● **Activity**
Below are some records. Print exactly the lines between the one holding "panics caught (should" and the one holding "pub fn inc_signed_url_error(error_type: &str)", inclusive, and nothing else.

[Dataset entries]
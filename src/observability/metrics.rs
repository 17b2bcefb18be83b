use std::time::Instant;

use metrics::{counter, describe_counter, describe_gauge, describe_histogram, gauge, histogram};
use metrics_exporter_prometheus::{BuildError, PrometheusBuilder, PrometheusHandle};

// ---------------------------------------------------------------------------
// Metrics catalog
// ---------------------------------------------------------------------------

/// Register all metric descriptors at startup.
///
/// Descriptors provide human-readable descriptions for Prometheus.
pub fn describe_all_metrics() {
    // -- Upload metrics --
    describe_counter!(
        "tubely_uploads_total",
        "Upload requests by kind and outcome"
    );
    describe_histogram!("tubely_upload_duration_seconds", "End-to-end upload latency");
    describe_histogram!("tubely_upload_size_bytes", "Spooled upload size");
    describe_counter!(
        "tubely_upload_orientation_total",
        "Published videos by orientation"
    );

    // -- Media tool metrics --
    describe_histogram!(
        "tubely_media_tool_duration_seconds",
        "ffprobe / ffmpeg wall-clock time"
    );
    describe_counter!(
        "tubely_media_tool_errors_total",
        "Media tool failures by tool and kind"
    );

    // -- Storage metrics --
    describe_histogram!("tubely_storage_put_duration_seconds", "Object PUT latency");
    describe_counter!("tubely_storage_put_bytes_total", "Total bytes written");
    describe_counter!("tubely_storage_errors_total", "Storage operation errors");
    describe_counter!(
        "tubely_signed_urls_issued_total",
        "Signed retrieval URLs issued"
    );
    describe_counter!(
        "tubely_signed_url_errors_total",
        "Signed URL issuance failures"
    );
    describe_counter!(
        "tubely_asset_requests_total",
        "Object delivery requests by status"
    );

    // -- System metrics --
    describe_gauge!("tubely_uptime_seconds", "Process uptime");
    describe_counter!(
        "tubely_panic_total",
        "Total panics caught (should always be 0)"
    );
}

// ---------------------------------------------------------------------------
// Metric recording helpers
// ---------------------------------------------------------------------------

// -- Uploads --

pub fn inc_upload(kind: &str, outcome: &str) {
    counter!("tubely_uploads_total", "kind" => kind.to_string(), "outcome" => outcome.to_string())
        .increment(1);
}

pub fn record_upload_duration(kind: &str, seconds: f64) {
    histogram!("tubely_upload_duration_seconds", "kind" => kind.to_string()).record(seconds);
}

pub fn record_upload_size(kind: &str, bytes: u64) {
    histogram!("tubely_upload_size_bytes", "kind" => kind.to_string()).record(bytes as f64);
}

pub fn inc_orientation(orientation: &str) {
    counter!("tubely_upload_orientation_total", "orientation" => orientation.to_string())
        .increment(1);
}

// -- Media tools --

pub fn record_tool_duration(tool: &str, seconds: f64) {
    histogram!("tubely_media_tool_duration_seconds", "tool" => tool.to_string()).record(seconds);
}

pub fn inc_tool_error(tool: &str, error_type: &str) {
    counter!("tubely_media_tool_errors_total", "tool" => tool.to_string(), "error_type" => error_type.to_string()).increment(1);
}

// -- Storage --

pub fn record_storage_put_duration(backend: &str, seconds: f64) {
    histogram!("tubely_storage_put_duration_seconds", "backend" => backend.to_string())
        .record(seconds);
}

pub fn add_storage_put_bytes(backend: &str, bytes: u64) {
    counter!("tubely_storage_put_bytes_total", "backend" => backend.to_string()).increment(bytes);
}

pub fn inc_storage_error(operation: &str, error_type: &str) {
    counter!("tubely_storage_errors_total", "operation" => operation.to_string(), "error_type" => error_type.to_string()).increment(1);
}

pub fn inc_signed_url_issued(backend: &str) {
    counter!("tubely_signed_urls_issued_total", "backend" => backend.to_string()).increment(1);
}

pub fn inc_signed_url_error(error_type: &str) {
    counter!("tubely_signed_url_errors_total", "error_type" => error_type.to_string())
        .increment(1);
}

pub fn inc_asset_request(status: &str) {
    counter!("tubely_asset_requests_total", "status" => status.to_string()).increment(1);
}

// -- System --

pub fn set_uptime_seconds(seconds: f64) {
    gauge!("tubely_uptime_seconds").set(seconds);
}

pub fn inc_panic_total() {
    counter!("tubely_panic_total").increment(1);
}

/// Collapse an HTTP status code into a `2xx`/`4xx`/`5xx` label.
pub fn status_class(status: u16) -> &'static str {
    match status {
        200..=299 => "2xx",
        300..=399 => "3xx",
        400..=499 => "4xx",
        _ => "5xx",
    }
}

// ---------------------------------------------------------------------------
// Uptime tracking task
// ---------------------------------------------------------------------------

/// Update the uptime gauge every second until cancelled.
pub async fn run_uptime_task(start_time: Instant, cancel: tokio_util::sync::CancellationToken) {
    let interval = std::time::Duration::from_secs(1);
    loop {
        tokio::select! {
            _ = cancel.cancelled() => return,
            _ = tokio::time::sleep(interval) => {
                set_uptime_seconds(start_time.elapsed().as_secs_f64());
            }
        }
    }
}

// ---------------------------------------------------------------------------
// Prometheus recorder installation
// ---------------------------------------------------------------------------

/// Install the global Prometheus recorder.
///
/// Returns a handle that renders the Prometheus text exposition format.
pub fn install_prometheus_recorder() -> Result<PrometheusHandle, BuildError> {
    PrometheusBuilder::new().install_recorder()
}

/// A handle backed by a recorder that is never installed globally.
///
/// Used where a `/metrics` handle is required but no process-wide recorder
/// should be registered, e.g. router tests.
pub fn detached_handle() -> PrometheusHandle {
    PrometheusBuilder::new().build_recorder().handle()
}
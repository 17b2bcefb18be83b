use std::fmt;

use tracing::field::{Field, Visit};
use tracing::span;
use tracing_subscriber::layer::Context;
use tracing_subscriber::Layer;

use crate::core::redact::is_sensitive_field;

// ---------------------------------------------------------------------------
// Log redaction layer
// ---------------------------------------------------------------------------

/// A tracing layer that keeps raw secrets out of log output.
///
/// Sensitive fields (token, secret, password, authorization, signature) must
/// be logged through `Redacted<T>` or one of the `redact_*` helpers. Events
/// that carry a sensitive field with any other value are dropped before
/// they reach the wrapped layer; everything else passes through untouched.
pub struct RedactingLayer<S> {
    inner: S,
}

impl<S> RedactingLayer<S> {
    pub fn new(inner: S) -> Self {
        Self { inner }
    }
}

impl<S, Sub> Layer<Sub> for RedactingLayer<S>
where
    S: Layer<Sub>,
    Sub: tracing::Subscriber + for<'lookup> tracing_subscriber::registry::LookupSpan<'lookup>,
{
    fn on_new_span(&self, attrs: &span::Attributes<'_>, id: &span::Id, ctx: Context<'_, Sub>) {
        self.inner.on_new_span(attrs, id, ctx);
    }

    fn on_record(&self, id: &span::Id, values: &span::Record<'_>, ctx: Context<'_, Sub>) {
        self.inner.on_record(id, values, ctx);
    }

    fn on_event(&self, event: &tracing::Event<'_>, ctx: Context<'_, Sub>) {
        let detector = check_event_for_sensitive_fields(event);
        if detector.leaked() {
            return;
        }
        self.inner.on_event(event, ctx);
    }

    fn on_close(&self, id: span::Id, ctx: Context<'_, Sub>) {
        self.inner.on_close(id, ctx);
    }

    fn on_enter(&self, id: &span::Id, ctx: Context<'_, Sub>) {
        self.inner.on_enter(id, ctx);
    }

    fn on_exit(&self, id: &span::Id, ctx: Context<'_, Sub>) {
        self.inner.on_exit(id, ctx);
    }
}

/// Visitor that records which sensitive fields an event carries and
/// whether any of them hold an unredacted value.
#[derive(Debug, Default)]
pub struct SensitiveFieldDetector {
    pub field_names: Vec<String>,
    pub unredacted: Vec<String>,
}

impl SensitiveFieldDetector {
    pub fn new() -> Self {
        Self::default()
    }

    pub fn found_sensitive(&self) -> bool {
        !self.field_names.is_empty()
    }

    pub fn leaked(&self) -> bool {
        !self.unredacted.is_empty()
    }

    fn inspect(&mut self, field: &Field, rendered: &str) {
        if !is_sensitive_field(field.name()) {
            return;
        }
        self.field_names.push(field.name().to_string());
        if !rendered.contains("[REDACTED]") {
            self.unredacted.push(field.name().to_string());
        }
    }
}

impl Visit for SensitiveFieldDetector {
    fn record_debug(&mut self, field: &Field, value: &dyn fmt::Debug) {
        let rendered = format!("{:?}", value);
        self.inspect(field, &rendered);
    }

    fn record_str(&mut self, field: &Field, value: &str) {
        self.inspect(field, value);
    }
}

/// Inspect a tracing event for sensitive fields.
pub fn check_event_for_sensitive_fields(event: &tracing::Event<'_>) -> SensitiveFieldDetector {
    let mut detector = SensitiveFieldDetector::new();
    event.record(&mut detector);
    detector
}

#[cfg(test)]
mod tests {
    use super::*;
    use crate::core::redact::Redacted;
    use std::sync::{Arc, Mutex};
    use tracing_subscriber::layer::SubscriberExt;

    /// Counts events that reach it.
    struct CountingLayer(Arc<Mutex<usize>>);

    impl<Sub: tracing::Subscriber> Layer<Sub> for CountingLayer {
        fn on_event(&self, _event: &tracing::Event<'_>, _ctx: Context<'_, Sub>) {
            *self.0.lock().unwrap() += 1;
        }
    }

    #[test]
    fn test_empty_detector() {
        let detector = SensitiveFieldDetector::new();
        assert!(!detector.found_sensitive());
        assert!(!detector.leaked());
    }

    #[test]
    fn test_raw_secret_event_is_dropped() {
        let seen = Arc::new(Mutex::new(0));
        let subscriber = tracing_subscriber::registry()
            .with(RedactingLayer::new(CountingLayer(seen.clone())));

        tracing::subscriber::with_default(subscriber, || {
            tracing::info!(token = "eyJhbGciOi.raw", "leaky");
            tracing::info!(token = %Redacted::new("eyJhbGciOi.raw"), "safe");
            tracing::info!(video_id = "abc", "plain");
        });

        assert_eq!(*seen.lock().unwrap(), 2);
    }
}
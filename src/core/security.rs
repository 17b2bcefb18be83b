// ---------------------------------------------------------------------------
// Security constants
// ---------------------------------------------------------------------------

// -- Upload limits --

/// Transport ceiling for video upload bodies (1 GiB).
pub const MAX_VIDEO_UPLOAD_BYTES: u64 = 1 << 30;

/// Transport ceiling for thumbnail upload bodies (10 MiB).
pub const MAX_THUMBNAIL_UPLOAD_BYTES: u64 = 10 << 20;

/// Random bytes per asset identifier (256 bits of entropy).
pub const ASSET_ID_BYTES: usize = 32;

// -- Record input validation limits --

/// Maximum video title length in characters.
pub const MAX_TITLE_LENGTH: usize = 200;

/// Maximum video description length in characters.
pub const MAX_DESCRIPTION_LENGTH: usize = 5000;

/// Maximum JSON request body for the record endpoints.
pub const MAX_JSON_BODY_BYTES: usize = 64 * 1024;

// -- Signed URLs --

/// Validity window of every signed retrieval URL.
pub const SIGNED_URL_TTL_SECS: u64 = 5 * 60;

/// Random bytes in the HMAC signer's per-URL nonce.
pub const SIGNED_URL_NONCE_BYTES: usize = 16;

/// Validate a video title: non-blank after trimming, at most `MAX_TITLE_LENGTH` chars.
pub fn validate_title(title: &str) -> Result<(), String> {
    if title.trim().is_empty() {
        return Err("title must not be empty".to_string());
    }
    let len = title.chars().count();
    if len > MAX_TITLE_LENGTH {
        return Err(format!(
            "title is {} chars (max {})",
            len, MAX_TITLE_LENGTH
        ));
    }
    Ok(())
}

/// Validate an optional description against `MAX_DESCRIPTION_LENGTH`.
pub fn validate_description(description: Option<&str>) -> Result<(), String> {
    if let Some(d) = description {
        let len = d.chars().count();
        if len > MAX_DESCRIPTION_LENGTH {
            return Err(format!(
                "description is {} chars (max {})",
                len, MAX_DESCRIPTION_LENGTH
            ));
        }
    }
    Ok(())
}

● **Answer for this exercise**
        "Total panics caught (should always be 0)"
    );
}

// ---------------------------------------------------------------------------
// Metric recording helpers
// ---------------------------------------------------------------------------

// -- Uploads --

pub fn inc_upload(kind: &str, outcome: &str) {
    counter!("tubely_uploads_total", "kind" => kind.to_string(), "outcome" => outcome.to_string())
        .increment(1);
}

pub fn record_upload_duration(kind: &str, seconds: f64) {
    histogram!("tubely_upload_duration_seconds", "kind" => kind.to_string()).record(seconds);
}

pub fn record_upload_size(kind: &str, bytes: u64) {
    histogram!("tubely_upload_size_bytes", "kind" => kind.to_string()).record(bytes as f64);
}

pub fn inc_orientation(orientation: &str) {
    counter!("tubely_upload_orientation_total", "orientation" => orientation.to_string())
        .increment(1);
}

// -- Media tools --

pub fn record_tool_duration(tool: &str, seconds: f64) {
    histogram!("tubely_media_tool_duration_seconds", "tool" => tool.to_string()).record(seconds);
}

pub fn inc_tool_error(tool: &str, error_type: &str) {
    counter!("tubely_media_tool_errors_total", "tool" => tool.to_string(), "error_type" => error_type.to_string()).increment(1);
}

// -- Storage --

pub fn record_storage_put_duration(backend: &str, seconds: f64) {
    histogram!("tubely_storage_put_duration_seconds", "backend" => backend.to_string())
        .record(seconds);
}

pub fn add_storage_put_bytes(backend: &str, bytes: u64) {
    counter!("tubely_storage_put_bytes_total", "backend" => backend.to_string()).increment(bytes);
}

pub fn inc_storage_error(operation: &str, error_type: &str) {
    counter!("tubely_storage_errors_total", "operation" => operation.to_string(), "error_type" => error_type.to_string()).increment(1);
}

pub fn inc_signed_url_issued(backend: &str) {
    counter!("tubely_signed_urls_issued_total", "backend" => backend.to_string()).increment(1);
}

pub fn inc_signed_url_error(error_type: &str) {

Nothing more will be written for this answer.